Problem to work on
Keep every line in which "precision" occurs and drop the rest of the data.

Saved data entries
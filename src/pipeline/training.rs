//! Model training stage
//!
//! Evaluates the configured classifier on a stratified split, then refits a
//! fresh instance on every row and persists that refit. The metrics in the
//! returned report therefore describe the evaluated model, not the saved one.

use std::path::{Path, PathBuf};

use polars::prelude::*;
use serde::{Deserialize, Serialize};

use super::artifact::{load_artifact, save_artifact, ArtifactKind};
use super::columns::numeric_column_values;
use super::split::stratified_split;
use crate::config::ModelTrainingConfig;
use crate::error::{PipelineError, Result};
use crate::model::{Classifier, ClassificationMetrics, ClassifierKind, Estimator};

/// Persisted model: the fitted classifier and the features it expects.
#[derive(Debug, Clone, Serialize, Deserialize)]
pub struct FittedModel {
    pub classifier: Classifier,
    /// Feature columns in the order the classifier consumes them
    pub feature_names: Vec<String>,
    /// Rows the classifier was fitted on
    pub n_samples: usize,
}

impl FittedModel {
    pub fn kind(&self) -> ClassifierKind {
        self.classifier.kind()
    }

    pub fn save(&self, path: &Path) -> Result<()> {
        save_artifact(path, ArtifactKind::Model, self)
    }

    pub fn load(path: &Path) -> Result<Self> {
        Ok(load_artifact(path, ArtifactKind::Model)?.payload)
    }
}

/// Outcome of a training run
#[derive(Debug, Clone, Serialize)]
pub struct TrainingReport {
    pub classifier: ClassifierKind,
    pub train: ClassificationMetrics,
    pub test: ClassificationMetrics,
    pub n_train: usize,
    pub n_test: usize,
    pub n_features: usize,
    pub model_path: PathBuf,
}

/// Row-major features of every column except `target`, with their names.
pub fn feature_matrix(df: &DataFrame, target: &str) -> Result<(Vec<Vec<f64>>, Vec<String>)> {
    let names: Vec<String> = df
        .get_column_names()
        .into_iter()
        .filter(|name| name.as_str() != target)
        .map(|name| name.to_string())
        .collect();
    if names.is_empty() {
        return Err(PipelineError::InvalidData(
            "No feature columns besides the target".to_string(),
        ));
    }

    let columns = names
        .iter()
        .map(|name| numeric_column_values(df, name))
        .collect::<Result<Vec<_>>>()?;

    let rows = (0..df.height())
        .map(|row| columns.iter().map(|col| col[row]).collect())
        .collect();
    Ok((rows, names))
}

/// Read the target as 0/1 labels (integer, float or boolean column).
pub fn binary_labels(df: &DataFrame, target: &str) -> Result<Vec<u8>> {
    let column = df.column(target).map_err(|_| {
        PipelineError::SchemaMismatch(format!("Target column '{}' not found in data", target))
    })?;
    let values = column.cast(&DataType::Float64).map_err(|_| {
        PipelineError::InvalidData(format!(
            "Target column '{}' of type {} cannot be read as 0/1 labels",
            target,
            column.dtype()
        ))
    })?;

    values
        .f64()?
        .into_iter()
        .enumerate()
        .map(|(row, v)| match v {
            Some(v) if v == 0.0 => Ok(0),
            Some(v) if v == 1.0 => Ok(1),
            Some(v) => Err(PipelineError::InvalidData(format!(
                "Target column '{}' must be binary 0/1, found {} at row {}",
                target, v, row
            ))),
            None => Err(PipelineError::InvalidData(format!(
                "Target column '{}' has a missing value at row {}",
                target, row
            ))),
        })
        .collect()
}

fn take_rows<T: Clone>(values: &[T], indices: &[usize]) -> Vec<T> {
    indices.iter().map(|&i| values[i].clone()).collect()
}

/// Training stage on the transformed table.
pub fn train_model(df: &DataFrame, config: &ModelTrainingConfig) -> Result<TrainingReport> {
    // Selection is checked before any work so a typo never leaves a model behind
    let kind: ClassifierKind = config.classifier.parse()?;
    let build = || Classifier::from_params(kind, &config.param_grid, config.random_state);
    let mut evaluated = build()?;

    let (x, feature_names) = feature_matrix(df, &config.target)?;
    let y = binary_labels(df, &config.target)?;

    let split = stratified_split(&y, config.test_size, config.random_state)?;
    let (x_train, y_train) = (take_rows(&x, &split.train), take_rows(&y, &split.train));
    let (x_test, y_test) = (take_rows(&x, &split.test), take_rows(&y, &split.test));
    tracing::info!(
        train_rows = x_train.len(),
        test_rows = x_test.len(),
        "data split into train and test"
    );

    tracing::info!(classifier = %kind, "training model");
    evaluated.fit(&x_train, &y_train)?;

    let train = ClassificationMetrics::compute(&y_train, &evaluated.predict(&x_train));
    let test = ClassificationMetrics::compute(&y_test, &evaluated.predict(&x_test));
    tracing::info!(
        accuracy = train.accuracy,
        precision = train.precision,
        recall = train.recall,
        f1 = train.f1,
        "train metrics"
    );
    tracing::info!(
        accuracy = test.accuracy,
        precision = test.precision,
        recall = test.recall,
        f1 = test.f1,
        "test metrics"
    );

    let mut final_classifier = build()?;
    final_classifier.fit(&x, &y)?;
    let model = FittedModel {
        classifier: final_classifier,
        feature_names,
        n_samples: x.len(),
    };
    model.save(&config.model_artifact_dir)?;
    tracing::info!(rows = model.n_samples, "model refit on all rows and saved");

    Ok(TrainingReport {
        classifier: kind,
        train,
        test,
        n_train: split.train.len(),
        n_test: split.test.len(),
        n_features: model.feature_names.len(),
        model_path: config.model_artifact_dir.clone(),
    })
}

Answer space
        precision = train.precision,
        precision = test.precision,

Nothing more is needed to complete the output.